#### The task:
Output, without any change, the listing below from its opening line up to and including the line with "async fn main()".

#### Data excerpts:

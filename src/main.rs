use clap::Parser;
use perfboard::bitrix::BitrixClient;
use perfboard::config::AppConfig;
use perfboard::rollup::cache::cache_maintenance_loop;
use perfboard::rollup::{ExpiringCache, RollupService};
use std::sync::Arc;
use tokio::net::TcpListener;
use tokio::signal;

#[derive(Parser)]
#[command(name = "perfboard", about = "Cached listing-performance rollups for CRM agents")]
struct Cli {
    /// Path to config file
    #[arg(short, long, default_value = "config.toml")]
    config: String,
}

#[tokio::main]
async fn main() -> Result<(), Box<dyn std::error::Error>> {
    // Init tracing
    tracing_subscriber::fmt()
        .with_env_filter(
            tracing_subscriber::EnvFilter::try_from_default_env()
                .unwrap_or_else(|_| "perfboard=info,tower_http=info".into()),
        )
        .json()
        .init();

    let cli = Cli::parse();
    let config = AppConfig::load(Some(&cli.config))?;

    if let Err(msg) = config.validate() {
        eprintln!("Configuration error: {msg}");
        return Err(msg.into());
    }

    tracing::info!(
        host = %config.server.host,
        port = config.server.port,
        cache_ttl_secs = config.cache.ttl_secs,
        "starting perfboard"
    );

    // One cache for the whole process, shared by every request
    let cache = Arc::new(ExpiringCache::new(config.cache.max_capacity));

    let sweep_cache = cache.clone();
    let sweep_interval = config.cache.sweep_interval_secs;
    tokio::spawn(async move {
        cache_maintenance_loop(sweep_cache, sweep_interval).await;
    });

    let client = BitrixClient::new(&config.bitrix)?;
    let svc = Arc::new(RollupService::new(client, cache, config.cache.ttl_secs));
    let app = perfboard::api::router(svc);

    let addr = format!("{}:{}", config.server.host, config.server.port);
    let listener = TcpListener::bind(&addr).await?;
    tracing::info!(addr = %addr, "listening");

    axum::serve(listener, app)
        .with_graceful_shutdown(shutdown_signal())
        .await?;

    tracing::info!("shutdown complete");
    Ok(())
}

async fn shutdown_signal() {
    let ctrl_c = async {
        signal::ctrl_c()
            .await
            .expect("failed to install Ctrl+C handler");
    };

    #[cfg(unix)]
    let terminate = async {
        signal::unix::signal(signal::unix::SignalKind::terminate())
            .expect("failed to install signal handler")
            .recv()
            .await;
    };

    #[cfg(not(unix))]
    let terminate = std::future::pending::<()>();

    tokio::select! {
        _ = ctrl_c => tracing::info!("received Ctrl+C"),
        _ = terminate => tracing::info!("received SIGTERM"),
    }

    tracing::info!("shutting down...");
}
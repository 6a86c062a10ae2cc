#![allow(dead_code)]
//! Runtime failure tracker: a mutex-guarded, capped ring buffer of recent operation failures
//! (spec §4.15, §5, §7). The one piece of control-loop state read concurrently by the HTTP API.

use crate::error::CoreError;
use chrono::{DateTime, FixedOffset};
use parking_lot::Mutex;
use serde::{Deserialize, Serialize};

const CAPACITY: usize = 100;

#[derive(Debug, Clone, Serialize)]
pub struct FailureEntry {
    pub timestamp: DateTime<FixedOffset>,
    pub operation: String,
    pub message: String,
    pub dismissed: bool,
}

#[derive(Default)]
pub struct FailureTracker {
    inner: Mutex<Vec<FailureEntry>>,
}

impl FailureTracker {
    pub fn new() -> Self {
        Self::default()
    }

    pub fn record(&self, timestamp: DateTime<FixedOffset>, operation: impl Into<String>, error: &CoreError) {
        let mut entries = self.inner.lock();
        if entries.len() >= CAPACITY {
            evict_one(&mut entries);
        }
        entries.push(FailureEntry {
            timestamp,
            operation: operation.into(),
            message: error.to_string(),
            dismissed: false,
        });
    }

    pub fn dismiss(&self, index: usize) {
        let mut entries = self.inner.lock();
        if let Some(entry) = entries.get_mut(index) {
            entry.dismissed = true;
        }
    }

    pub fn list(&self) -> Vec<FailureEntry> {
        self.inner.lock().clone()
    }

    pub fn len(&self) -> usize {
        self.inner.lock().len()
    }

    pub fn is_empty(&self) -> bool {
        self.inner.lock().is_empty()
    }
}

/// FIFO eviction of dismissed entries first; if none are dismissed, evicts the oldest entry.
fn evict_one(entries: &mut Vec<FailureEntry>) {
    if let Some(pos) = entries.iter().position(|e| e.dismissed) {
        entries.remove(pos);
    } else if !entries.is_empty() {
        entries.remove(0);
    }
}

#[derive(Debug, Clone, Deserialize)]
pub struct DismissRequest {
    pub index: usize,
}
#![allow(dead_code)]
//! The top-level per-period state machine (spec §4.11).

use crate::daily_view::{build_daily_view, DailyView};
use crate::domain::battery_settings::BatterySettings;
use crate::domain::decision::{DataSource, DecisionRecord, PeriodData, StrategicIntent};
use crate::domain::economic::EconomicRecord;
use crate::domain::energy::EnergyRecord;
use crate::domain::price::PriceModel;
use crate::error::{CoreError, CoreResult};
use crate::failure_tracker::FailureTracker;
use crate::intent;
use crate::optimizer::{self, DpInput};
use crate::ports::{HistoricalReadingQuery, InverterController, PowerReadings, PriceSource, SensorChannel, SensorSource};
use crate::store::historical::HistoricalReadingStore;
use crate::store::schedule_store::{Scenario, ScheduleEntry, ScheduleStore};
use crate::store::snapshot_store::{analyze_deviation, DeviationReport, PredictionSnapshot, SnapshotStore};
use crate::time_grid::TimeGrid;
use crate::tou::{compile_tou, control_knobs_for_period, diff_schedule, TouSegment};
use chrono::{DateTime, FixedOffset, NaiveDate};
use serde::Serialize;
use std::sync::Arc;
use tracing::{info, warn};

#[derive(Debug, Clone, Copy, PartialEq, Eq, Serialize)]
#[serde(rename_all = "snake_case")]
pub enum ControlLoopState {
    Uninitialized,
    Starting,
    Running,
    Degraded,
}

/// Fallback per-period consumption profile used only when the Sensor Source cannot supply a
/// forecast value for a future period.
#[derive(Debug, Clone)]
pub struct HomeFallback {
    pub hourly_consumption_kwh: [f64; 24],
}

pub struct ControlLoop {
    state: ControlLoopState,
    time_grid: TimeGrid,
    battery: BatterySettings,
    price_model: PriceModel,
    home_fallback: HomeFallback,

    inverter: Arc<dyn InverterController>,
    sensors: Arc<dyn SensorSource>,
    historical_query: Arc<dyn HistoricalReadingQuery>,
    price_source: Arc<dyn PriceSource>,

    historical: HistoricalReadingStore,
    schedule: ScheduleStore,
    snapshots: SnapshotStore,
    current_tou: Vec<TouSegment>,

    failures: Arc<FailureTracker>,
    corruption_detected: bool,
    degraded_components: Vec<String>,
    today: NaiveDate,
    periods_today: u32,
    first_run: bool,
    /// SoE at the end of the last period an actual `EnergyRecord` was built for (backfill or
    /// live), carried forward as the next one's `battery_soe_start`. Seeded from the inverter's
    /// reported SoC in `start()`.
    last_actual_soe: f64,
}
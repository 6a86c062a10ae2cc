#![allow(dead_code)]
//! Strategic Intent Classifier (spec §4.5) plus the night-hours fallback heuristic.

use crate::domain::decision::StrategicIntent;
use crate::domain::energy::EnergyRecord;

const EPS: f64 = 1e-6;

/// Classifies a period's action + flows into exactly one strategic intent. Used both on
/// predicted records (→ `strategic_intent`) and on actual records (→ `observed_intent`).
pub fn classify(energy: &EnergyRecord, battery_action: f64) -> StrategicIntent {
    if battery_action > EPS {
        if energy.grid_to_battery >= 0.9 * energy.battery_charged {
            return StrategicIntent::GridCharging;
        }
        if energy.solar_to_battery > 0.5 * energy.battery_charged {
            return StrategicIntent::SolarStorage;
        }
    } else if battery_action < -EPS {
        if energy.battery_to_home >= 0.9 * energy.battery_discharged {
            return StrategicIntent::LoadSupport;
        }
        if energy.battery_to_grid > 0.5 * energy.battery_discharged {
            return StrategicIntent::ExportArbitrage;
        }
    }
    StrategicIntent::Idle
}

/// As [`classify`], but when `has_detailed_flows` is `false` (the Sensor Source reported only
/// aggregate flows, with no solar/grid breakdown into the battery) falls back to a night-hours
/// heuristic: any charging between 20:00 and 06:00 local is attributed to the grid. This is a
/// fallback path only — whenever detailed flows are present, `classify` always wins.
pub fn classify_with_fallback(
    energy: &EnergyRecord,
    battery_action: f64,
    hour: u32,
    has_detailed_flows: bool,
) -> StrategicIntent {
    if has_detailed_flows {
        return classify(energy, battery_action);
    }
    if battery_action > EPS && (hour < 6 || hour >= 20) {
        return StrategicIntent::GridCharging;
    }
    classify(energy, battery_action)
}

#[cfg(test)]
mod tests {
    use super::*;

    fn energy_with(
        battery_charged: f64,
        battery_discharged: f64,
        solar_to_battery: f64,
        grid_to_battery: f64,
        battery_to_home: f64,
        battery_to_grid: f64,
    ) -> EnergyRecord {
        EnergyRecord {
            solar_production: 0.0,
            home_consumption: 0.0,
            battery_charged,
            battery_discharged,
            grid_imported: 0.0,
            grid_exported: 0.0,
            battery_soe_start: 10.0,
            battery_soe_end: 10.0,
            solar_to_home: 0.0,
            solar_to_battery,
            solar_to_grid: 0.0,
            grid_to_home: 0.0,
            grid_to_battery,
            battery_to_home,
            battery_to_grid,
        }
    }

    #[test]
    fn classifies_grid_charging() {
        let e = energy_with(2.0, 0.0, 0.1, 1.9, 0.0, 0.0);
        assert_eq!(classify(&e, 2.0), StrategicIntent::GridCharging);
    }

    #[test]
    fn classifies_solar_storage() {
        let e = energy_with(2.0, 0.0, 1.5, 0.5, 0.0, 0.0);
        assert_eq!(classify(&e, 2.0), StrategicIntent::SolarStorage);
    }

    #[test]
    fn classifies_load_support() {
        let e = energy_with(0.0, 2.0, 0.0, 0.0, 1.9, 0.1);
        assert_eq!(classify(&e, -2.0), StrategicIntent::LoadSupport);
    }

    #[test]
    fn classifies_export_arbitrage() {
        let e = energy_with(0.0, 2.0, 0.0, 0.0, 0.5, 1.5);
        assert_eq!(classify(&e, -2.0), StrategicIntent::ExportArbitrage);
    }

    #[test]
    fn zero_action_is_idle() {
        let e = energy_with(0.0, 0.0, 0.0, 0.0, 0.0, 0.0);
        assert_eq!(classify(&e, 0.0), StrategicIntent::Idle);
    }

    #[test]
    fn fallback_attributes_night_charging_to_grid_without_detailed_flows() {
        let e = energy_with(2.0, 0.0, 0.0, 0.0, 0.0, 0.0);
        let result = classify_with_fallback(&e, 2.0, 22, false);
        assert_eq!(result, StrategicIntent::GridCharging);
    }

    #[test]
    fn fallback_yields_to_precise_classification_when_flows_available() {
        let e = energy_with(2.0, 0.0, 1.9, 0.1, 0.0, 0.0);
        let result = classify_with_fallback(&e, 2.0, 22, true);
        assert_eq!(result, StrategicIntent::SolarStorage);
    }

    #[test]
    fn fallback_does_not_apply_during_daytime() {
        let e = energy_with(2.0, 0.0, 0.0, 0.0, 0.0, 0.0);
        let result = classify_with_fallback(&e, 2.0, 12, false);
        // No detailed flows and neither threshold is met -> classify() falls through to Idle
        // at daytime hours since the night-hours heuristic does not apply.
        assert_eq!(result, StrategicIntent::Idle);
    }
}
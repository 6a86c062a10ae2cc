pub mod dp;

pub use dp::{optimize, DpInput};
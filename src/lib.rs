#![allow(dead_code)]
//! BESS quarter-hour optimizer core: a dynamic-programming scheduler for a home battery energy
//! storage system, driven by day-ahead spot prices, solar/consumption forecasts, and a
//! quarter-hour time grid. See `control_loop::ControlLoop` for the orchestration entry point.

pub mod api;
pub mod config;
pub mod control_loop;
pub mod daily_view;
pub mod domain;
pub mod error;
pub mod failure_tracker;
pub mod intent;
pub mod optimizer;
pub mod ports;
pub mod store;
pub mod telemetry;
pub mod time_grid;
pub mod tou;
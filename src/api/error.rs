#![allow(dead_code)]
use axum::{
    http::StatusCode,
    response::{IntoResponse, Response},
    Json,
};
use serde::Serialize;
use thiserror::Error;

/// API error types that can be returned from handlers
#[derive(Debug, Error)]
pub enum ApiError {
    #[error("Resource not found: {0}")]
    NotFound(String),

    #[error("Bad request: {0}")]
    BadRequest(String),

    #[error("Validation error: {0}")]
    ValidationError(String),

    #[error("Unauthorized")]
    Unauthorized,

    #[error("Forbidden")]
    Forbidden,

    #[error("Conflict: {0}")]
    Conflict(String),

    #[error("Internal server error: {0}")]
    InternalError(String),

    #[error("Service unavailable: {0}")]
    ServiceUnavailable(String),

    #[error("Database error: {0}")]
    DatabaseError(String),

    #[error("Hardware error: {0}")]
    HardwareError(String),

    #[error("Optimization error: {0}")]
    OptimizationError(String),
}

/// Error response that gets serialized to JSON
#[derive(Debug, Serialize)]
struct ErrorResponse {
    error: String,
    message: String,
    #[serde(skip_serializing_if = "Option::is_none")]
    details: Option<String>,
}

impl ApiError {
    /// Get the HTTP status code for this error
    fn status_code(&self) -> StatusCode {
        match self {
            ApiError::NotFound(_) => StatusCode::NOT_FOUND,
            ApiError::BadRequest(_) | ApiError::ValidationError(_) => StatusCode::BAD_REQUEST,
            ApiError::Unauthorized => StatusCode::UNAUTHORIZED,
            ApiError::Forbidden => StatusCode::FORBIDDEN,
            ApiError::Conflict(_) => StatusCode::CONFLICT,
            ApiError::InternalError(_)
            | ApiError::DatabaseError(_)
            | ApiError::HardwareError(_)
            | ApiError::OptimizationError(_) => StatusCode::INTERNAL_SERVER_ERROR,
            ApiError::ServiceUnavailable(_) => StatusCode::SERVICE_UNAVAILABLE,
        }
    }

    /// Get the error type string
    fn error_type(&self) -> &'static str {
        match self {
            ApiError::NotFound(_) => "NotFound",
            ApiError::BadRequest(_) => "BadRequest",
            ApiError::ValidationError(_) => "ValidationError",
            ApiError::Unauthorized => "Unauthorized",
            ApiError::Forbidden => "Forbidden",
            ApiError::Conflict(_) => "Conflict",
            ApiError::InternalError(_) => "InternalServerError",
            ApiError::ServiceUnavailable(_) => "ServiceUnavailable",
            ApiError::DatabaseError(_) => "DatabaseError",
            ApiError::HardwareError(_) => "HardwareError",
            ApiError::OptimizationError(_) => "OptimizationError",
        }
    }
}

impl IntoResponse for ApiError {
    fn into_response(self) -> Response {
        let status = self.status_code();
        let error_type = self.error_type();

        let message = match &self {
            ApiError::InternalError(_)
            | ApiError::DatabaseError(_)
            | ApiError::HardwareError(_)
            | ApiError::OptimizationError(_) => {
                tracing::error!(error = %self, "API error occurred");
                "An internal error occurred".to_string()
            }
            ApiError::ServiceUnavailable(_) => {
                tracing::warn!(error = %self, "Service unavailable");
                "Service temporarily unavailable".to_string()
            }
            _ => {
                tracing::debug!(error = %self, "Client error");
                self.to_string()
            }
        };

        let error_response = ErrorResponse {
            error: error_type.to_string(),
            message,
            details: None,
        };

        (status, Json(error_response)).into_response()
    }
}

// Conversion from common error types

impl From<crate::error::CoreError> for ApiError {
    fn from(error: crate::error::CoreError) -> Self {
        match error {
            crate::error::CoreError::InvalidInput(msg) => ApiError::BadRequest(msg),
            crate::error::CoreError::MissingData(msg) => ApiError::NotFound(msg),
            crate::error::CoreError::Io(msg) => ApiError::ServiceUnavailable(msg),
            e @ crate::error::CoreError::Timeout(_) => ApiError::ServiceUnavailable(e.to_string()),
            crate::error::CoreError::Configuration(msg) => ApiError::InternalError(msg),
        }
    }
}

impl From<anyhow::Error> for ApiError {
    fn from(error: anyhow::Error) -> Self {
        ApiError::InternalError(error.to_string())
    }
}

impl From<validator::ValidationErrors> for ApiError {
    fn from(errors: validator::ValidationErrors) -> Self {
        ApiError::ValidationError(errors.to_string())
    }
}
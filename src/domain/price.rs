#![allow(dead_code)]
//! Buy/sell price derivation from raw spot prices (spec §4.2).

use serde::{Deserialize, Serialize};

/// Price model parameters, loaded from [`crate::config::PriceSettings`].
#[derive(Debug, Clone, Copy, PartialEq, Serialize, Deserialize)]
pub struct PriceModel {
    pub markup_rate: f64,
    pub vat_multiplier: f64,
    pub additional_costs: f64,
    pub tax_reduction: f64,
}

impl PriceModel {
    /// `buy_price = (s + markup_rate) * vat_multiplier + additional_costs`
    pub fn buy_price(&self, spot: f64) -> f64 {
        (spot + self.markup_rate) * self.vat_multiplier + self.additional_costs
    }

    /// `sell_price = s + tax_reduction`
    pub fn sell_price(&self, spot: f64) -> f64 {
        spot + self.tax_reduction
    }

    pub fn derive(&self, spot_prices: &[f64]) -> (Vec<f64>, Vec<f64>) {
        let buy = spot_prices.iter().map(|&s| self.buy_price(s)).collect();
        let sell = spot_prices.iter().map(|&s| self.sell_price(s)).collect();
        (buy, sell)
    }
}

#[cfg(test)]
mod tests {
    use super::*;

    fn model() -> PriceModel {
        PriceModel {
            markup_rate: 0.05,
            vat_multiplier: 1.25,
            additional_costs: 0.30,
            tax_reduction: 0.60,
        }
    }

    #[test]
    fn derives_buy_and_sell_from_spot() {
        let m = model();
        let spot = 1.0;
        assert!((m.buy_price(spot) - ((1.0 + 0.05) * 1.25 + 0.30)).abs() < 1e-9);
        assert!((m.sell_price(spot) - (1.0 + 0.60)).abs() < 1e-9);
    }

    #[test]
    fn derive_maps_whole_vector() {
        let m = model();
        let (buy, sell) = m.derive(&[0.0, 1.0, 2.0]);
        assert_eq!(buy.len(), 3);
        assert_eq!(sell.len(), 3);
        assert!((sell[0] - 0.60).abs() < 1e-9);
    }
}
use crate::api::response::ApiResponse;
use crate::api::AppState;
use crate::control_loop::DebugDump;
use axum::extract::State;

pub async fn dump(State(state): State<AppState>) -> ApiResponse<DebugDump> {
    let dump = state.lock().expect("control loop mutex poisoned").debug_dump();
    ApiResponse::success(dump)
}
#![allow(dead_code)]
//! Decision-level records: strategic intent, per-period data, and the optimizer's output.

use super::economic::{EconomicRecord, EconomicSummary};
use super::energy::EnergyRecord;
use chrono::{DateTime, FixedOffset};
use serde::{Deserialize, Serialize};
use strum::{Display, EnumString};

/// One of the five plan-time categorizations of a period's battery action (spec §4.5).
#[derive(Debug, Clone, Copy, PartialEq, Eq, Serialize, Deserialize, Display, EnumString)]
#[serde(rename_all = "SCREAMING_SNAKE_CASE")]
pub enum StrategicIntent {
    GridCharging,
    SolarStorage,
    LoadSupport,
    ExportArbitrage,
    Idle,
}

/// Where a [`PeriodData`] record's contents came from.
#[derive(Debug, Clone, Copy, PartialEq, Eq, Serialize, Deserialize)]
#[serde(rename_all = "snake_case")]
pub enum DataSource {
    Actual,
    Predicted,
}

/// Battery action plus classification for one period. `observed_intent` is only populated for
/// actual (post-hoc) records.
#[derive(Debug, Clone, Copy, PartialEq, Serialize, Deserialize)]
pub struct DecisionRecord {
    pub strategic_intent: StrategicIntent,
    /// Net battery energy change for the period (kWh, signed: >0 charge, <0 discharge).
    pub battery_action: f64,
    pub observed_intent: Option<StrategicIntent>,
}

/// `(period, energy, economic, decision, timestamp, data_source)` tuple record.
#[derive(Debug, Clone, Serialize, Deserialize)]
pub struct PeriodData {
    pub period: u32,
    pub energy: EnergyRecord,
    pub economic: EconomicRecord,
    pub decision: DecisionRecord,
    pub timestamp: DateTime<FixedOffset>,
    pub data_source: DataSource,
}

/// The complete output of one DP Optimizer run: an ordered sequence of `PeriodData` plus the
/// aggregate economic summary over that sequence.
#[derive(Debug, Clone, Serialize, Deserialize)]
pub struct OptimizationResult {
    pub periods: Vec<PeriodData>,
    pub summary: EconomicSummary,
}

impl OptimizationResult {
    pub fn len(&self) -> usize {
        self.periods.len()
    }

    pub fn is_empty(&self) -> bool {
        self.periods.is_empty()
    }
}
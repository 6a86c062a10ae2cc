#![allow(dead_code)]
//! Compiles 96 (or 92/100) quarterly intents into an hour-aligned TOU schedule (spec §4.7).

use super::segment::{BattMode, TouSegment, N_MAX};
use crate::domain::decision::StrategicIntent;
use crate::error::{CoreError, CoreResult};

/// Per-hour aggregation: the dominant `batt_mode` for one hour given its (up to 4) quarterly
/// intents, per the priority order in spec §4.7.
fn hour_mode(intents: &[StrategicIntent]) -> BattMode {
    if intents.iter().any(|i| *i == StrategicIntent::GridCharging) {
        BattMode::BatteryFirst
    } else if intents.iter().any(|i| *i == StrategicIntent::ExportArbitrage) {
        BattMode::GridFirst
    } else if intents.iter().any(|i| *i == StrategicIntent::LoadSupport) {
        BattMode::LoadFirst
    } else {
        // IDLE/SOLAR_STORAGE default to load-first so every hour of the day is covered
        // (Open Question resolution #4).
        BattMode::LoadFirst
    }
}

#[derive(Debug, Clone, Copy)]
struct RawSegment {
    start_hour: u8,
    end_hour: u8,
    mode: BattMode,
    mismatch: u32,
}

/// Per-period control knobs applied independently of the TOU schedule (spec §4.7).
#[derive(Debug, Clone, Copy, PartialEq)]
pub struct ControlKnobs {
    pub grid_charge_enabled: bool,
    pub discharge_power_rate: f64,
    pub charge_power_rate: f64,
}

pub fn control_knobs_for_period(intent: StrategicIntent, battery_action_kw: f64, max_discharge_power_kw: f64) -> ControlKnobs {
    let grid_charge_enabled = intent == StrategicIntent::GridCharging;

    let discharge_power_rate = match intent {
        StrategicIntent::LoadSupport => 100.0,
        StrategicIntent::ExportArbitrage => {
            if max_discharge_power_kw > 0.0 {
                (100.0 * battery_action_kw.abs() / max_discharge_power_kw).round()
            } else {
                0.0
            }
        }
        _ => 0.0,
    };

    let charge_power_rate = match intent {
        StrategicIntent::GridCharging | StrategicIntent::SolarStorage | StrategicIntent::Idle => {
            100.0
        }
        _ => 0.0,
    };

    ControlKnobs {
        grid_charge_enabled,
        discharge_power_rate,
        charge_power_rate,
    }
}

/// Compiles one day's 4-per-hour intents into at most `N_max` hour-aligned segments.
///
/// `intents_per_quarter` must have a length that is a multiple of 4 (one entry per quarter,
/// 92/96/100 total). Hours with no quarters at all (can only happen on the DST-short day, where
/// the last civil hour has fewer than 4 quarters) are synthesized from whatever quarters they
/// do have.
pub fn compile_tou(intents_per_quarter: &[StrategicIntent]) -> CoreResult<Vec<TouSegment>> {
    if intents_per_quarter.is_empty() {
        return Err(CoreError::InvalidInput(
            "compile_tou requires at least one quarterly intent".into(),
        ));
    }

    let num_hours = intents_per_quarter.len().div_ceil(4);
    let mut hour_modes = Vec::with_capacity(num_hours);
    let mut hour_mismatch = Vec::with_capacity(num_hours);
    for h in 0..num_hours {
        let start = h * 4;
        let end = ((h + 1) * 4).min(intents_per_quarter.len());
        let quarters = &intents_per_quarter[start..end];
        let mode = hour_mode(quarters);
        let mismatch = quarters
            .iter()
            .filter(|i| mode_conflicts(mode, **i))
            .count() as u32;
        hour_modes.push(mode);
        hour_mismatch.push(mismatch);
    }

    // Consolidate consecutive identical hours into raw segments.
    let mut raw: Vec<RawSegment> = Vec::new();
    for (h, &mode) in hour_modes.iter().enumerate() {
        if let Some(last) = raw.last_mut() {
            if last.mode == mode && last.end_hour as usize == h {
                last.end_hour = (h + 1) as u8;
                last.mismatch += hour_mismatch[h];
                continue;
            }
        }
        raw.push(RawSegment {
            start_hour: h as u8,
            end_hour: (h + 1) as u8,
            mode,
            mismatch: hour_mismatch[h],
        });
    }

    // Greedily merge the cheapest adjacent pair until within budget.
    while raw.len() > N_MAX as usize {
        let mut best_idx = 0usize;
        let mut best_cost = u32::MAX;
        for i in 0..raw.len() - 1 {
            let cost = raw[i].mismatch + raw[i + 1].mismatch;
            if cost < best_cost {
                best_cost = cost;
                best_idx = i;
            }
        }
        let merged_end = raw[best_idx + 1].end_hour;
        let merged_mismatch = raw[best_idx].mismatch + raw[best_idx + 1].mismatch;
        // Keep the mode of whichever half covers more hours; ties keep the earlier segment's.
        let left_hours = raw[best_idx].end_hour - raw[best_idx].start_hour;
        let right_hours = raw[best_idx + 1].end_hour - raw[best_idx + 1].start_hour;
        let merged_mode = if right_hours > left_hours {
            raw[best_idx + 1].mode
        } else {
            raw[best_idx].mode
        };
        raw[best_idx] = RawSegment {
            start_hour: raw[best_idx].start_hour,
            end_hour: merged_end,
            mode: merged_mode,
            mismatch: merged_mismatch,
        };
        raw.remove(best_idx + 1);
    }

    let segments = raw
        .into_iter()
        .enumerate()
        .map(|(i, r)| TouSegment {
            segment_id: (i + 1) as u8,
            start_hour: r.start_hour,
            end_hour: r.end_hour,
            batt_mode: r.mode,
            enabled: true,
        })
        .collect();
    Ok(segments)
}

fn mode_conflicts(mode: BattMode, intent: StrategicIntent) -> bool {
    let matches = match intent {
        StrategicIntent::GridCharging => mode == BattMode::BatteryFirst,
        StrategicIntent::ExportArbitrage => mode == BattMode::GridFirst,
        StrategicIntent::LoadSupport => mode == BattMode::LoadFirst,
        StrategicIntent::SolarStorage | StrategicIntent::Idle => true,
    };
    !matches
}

#### Written response:
filename src/main.rs
use clap::Parser;
use perfboard::bitrix::BitrixClient;
use perfboard::config::AppConfig;
use perfboard::rollup::cache::cache_maintenance_loop;
use perfboard::rollup::{ExpiringCache, RollupService};
use std::sync::Arc;
use tokio::net::TcpListener;
use tokio::signal;

#[derive(Parser)]
#[command(name = "perfboard", about = "Cached listing-performance rollups for CRM agents")]
struct Cli {
    /// Path to config file
    #[arg(short, long, default_value = "config.toml")]
    config: String,
}

#[tokio::main]
async fn main() -> Result<(), Box<dyn std::error::Error>> {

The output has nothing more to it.